• [INSTRUCTIONS TO FOLLOW]
Return only those lines of the listing in which "InvalidWindow" appears.

• [SUPPLIED DATA]
BEGIN

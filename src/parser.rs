//! Result-table parsing
//!
//! Turns a search result page into [`Record`]s and the row count the range splitter
//! needs. A page without the result container is reported as [`ProbeCount::Unknown`]
//! rather than as zero rows, so a broken or unexpected page is never mistaken for a
//! complete window.

use regex::Regex;
use scraper::{ElementRef, Html, Selector};
use tracing::debug;

use crate::error::{Error, Result};
use crate::types::{DownloadType, ProbeCount, Record};

/// Data cells a row needs before it can be projected (button cell + 11 fields)
const MIN_CELLS: usize = 12;

/// A parsed result page
#[derive(Clone, Debug, PartialEq, Eq)]
pub struct ParsedPage {
    /// Data rows on the page, or `Unknown` if there was no result table
    pub count: ProbeCount,
    /// Rows projected into records, in page order
    pub records: Vec<Record>,
}

fn selector(css: &str) -> Result<Selector> {
    Selector::parse(css).map_err(|e| Error::Parse(format!("invalid selector '{css}': {e}")))
}

fn cell_text(cell: &ElementRef<'_>) -> String {
    cell.text()
        .collect::<String>()
        .split_whitespace()
        .collect::<Vec<_>>()
        .join(" ")
}

/// Parse a result page.
///
/// Header rows (first cell is a `<th>`) are not counted. Rows with too few cells are
/// counted but not projected. `cancellation_date` is only read in received mode and
/// `document_url` is resolved against `portal_url`.
pub fn parse_results(
    html: &str,
    download_type: DownloadType,
    portal_url: &str,
) -> Result<ParsedPage> {
    let document = Html::parse_document(html);
    let container = selector("#DivContenedor")?;
    let rows = selector("#DivContenedor div table tr")?;
    let button = selector(".BtnDescarga")?;
    let link = Regex::new(r"AccionCfdi\('([^']+)'")
        .map_err(|e| Error::Parse(format!("invalid link pattern: {e}")))?;
    let base = url::Url::parse(portal_url).ok();

    if document.select(&container).next().is_none() {
        debug!("result page has no result container");
        return Ok(ParsedPage {
            count: ProbeCount::Unknown,
            records: Vec::new(),
        });
    }

    let mut data_rows = 0;
    let mut records = Vec::new();

    for row in document.select(&rows) {
        let row_cells: Vec<ElementRef<'_>> = row
            .children()
            .filter_map(ElementRef::wrap)
            .filter(|cell| matches!(cell.value().name(), "th" | "td"))
            .collect();
        let Some(first) = row_cells.first() else {
            continue;
        };
        if first.value().name() == "th" {
            continue;
        }
        data_rows += 1;

        if row_cells.len() < MIN_CELLS {
            debug!(cells = row_cells.len(), "skipping short result row");
            continue;
        }
        let text = |i: usize| row_cells.get(i).map(cell_text).unwrap_or_default();

        let document_id = text(1);
        if document_id.is_empty() {
            debug!("skipping result row without a document id");
            continue;
        }

        let document_url = first
            .select(&button)
            .next()
            .and_then(|b| b.value().attr("onclick"))
            .and_then(|onclick| link.captures(onclick))
            .and_then(|caps| caps.get(1))
            .and_then(|path| resolve(base.as_ref(), portal_url, path.as_str()));

        let cancellation_date = match download_type {
            DownloadType::Received => Some(text(12)).filter(|d| !d.is_empty()),
            DownloadType::Issued => None,
        };

        records.push(Record {
            document_id,
            issuer_tax_id: text(2),
            issuer_name: text(3),
            receiver_tax_id: text(4),
            receiver_name: text(5),
            issue_date: text(6),
            certification_date: text(7),
            certifying_provider: text(8),
            total: text(9),
            document_effect: text(10),
            voucher_state: text(11),
            cancellation_date,
            document_url,
        });
    }

    Ok(ParsedPage {
        count: ProbeCount::Rows(data_rows),
        records,
    })
}

fn resolve(base: Option<&url::Url>, portal_url: &str, path: &str) -> Option<String> {
    match base {
        Some(base) => base.join(path).ok().map(String::from),
        None => Some(format!("{portal_url}{path}")),
    }
}
//! Error types for cfdi-dl
//!
//! This module provides the error handling for the library:
//! - One crate-level [`Error`] enum carrying the context needed to resume manually
//!   (authentication step, day, window, URL)
//! - Machine-readable error codes via [`ErrorCode`]
//! - A fatal/non-fatal classification used by the retrieval engine

use chrono::NaiveDate;
use thiserror::Error;

use crate::window::QueryWindow;

/// Result type alias for cfdi-dl operations
pub type Result<T> = std::result::Result<T, Error>;

/// Main error type for cfdi-dl
#[derive(Debug, Error)]
pub enum Error {
    /// Configuration error with context about which setting is invalid
    #[error("configuration error: {message}")]
    Config {
        /// Human-readable error message describing the configuration issue
        message: String,
        /// The configuration key that caused the error (e.g., "fetch.concurrency")
        key: Option<String>,
    },

    /// The portal rejected the tax id / secret pair
    #[error("the tax id or password is incorrect")]
    InvalidCredentials,

    /// A search was attempted before the authentication state machine finished
    #[error("session is not authenticated")]
    NotAuthenticated,

    /// HTTP-layer failure during an authentication step or a search
    #[error("transport error during {step}: {message}")]
    SessionTransport {
        /// The exchange that failed (e.g., "login", "federation", "search")
        step: &'static str,
        /// Description of the underlying failure
        message: String,
    },

    /// Requested period ends before it starts
    #[error("invalid date range: end date {end} is before start date {start}")]
    InvalidDateRange {
        /// First day of the requested period
        start: NaiveDate,
        /// Last day of the requested period
        end: NaiveDate,
    },

    /// Window bounds violate `1 <= start <= end <= 86400`
    #[error("invalid query window: seconds {start}..={end}")]
    InvalidWindow {
        /// First second of the window
        start: u32,
        /// Last second of the window
        end: u32,
    },

    /// Clock components outside `00:00:00..=23:59:59`
    #[error("invalid time of day: {hour:02}:{minute:02}:{second:02}")]
    InvalidClock {
        /// Hour component
        hour: u32,
        /// Minute component
        minute: u32,
        /// Second component
        second: u32,
    },

    /// A fatal error aborted retrieval of a single day
    #[error("retrieval failed at window {window}: {source}")]
    DayFailed {
        /// The day being retrieved
        day: NaiveDate,
        /// The window that was being probed when the error occurred
        window: QueryWindow,
        /// The underlying error
        #[source]
        source: Box<Error>,
    },

    /// A single document could not be downloaded
    #[error("failed to fetch {url}: {reason}")]
    FetchItem {
        /// The document URL
        url: String,
        /// Why the download failed
        reason: String,
    },

    /// Response body could not be interpreted
    #[error("parse error: {0}")]
    Parse(String),

    /// I/O error
    #[error("I/O error: {0}")]
    Io(#[from] std::io::Error),

    /// Network error
    #[error("network error: {0}")]
    Network(#[from] reqwest::Error),

    /// Serialization error
    #[error("serialization error: {0}")]
    Serialization(#[from] serde_json::Error),

    /// Other error
    #[error("{0}")]
    Other(String),
}

impl Error {
    /// Build a [`Error::SessionTransport`] from any displayable failure
    pub fn transport(step: &'static str, err: impl std::fmt::Display) -> Self {
        Error::SessionTransport {
            step,
            message: err.to_string(),
        }
    }

    /// Build a configuration error for a specific key
    pub fn config(key: impl Into<String>, message: impl Into<String>) -> Self {
        Error::Config {
            message: message.into(),
            key: Some(key.into()),
        }
    }

    /// Whether the error aborts the operation in progress.
    ///
    /// Per-item fetch failures are the only non-fatal kind; they are collected in the
    /// batch report instead of being propagated.
    pub fn is_fatal(&self) -> bool {
        !matches!(self, Error::FetchItem { .. })
    }
}

/// Machine-readable error codes
pub trait ErrorCode {
    /// Get the machine-readable error code
    fn error_code(&self) -> &str;
}

impl ErrorCode for Error {
    fn error_code(&self) -> &str {
        match self {
            Error::Config { .. } => "config_error",
            Error::InvalidCredentials => "invalid_credentials",
            Error::NotAuthenticated => "not_authenticated",
            Error::SessionTransport { .. } => "session_transport_error",
            Error::InvalidDateRange { .. } => "invalid_date_range",
            Error::InvalidWindow { .. } => "invalid_window",
            Error::InvalidClock { .. } => "invalid_clock",
            Error::DayFailed { .. } => "day_failed",
            Error::FetchItem { .. } => "fetch_item_error",
            Error::Parse(_) => "parse_error",
            Error::Io(_) => "io_error",
            Error::Network(_) => "network_error",
            Error::Serialization(_) => "serialization_error",
            Error::Other(_) => "internal_error",
        }
    }
}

END

• [EXPECTED ANSWER]
    InvalidWindow {
            Error::InvalidWindow { .. } => "invalid_window",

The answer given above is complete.